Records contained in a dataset
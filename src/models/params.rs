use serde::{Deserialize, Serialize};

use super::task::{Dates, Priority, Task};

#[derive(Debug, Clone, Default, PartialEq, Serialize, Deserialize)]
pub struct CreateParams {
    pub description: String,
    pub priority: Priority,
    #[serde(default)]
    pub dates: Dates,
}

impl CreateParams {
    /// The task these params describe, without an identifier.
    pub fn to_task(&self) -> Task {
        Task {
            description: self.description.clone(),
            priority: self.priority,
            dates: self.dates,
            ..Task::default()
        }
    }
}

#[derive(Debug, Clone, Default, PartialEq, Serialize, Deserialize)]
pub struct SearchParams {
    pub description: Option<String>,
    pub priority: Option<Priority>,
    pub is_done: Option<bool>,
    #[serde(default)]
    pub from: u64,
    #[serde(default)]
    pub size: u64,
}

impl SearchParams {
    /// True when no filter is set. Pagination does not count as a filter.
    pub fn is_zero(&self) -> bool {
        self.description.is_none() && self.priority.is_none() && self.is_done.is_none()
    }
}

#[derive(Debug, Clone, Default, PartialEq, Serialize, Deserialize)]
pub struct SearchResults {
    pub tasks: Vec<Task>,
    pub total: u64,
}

What the task asks: Using the records above, give the count of lines with the word "Option", and write nothing more.

Expected answer: 3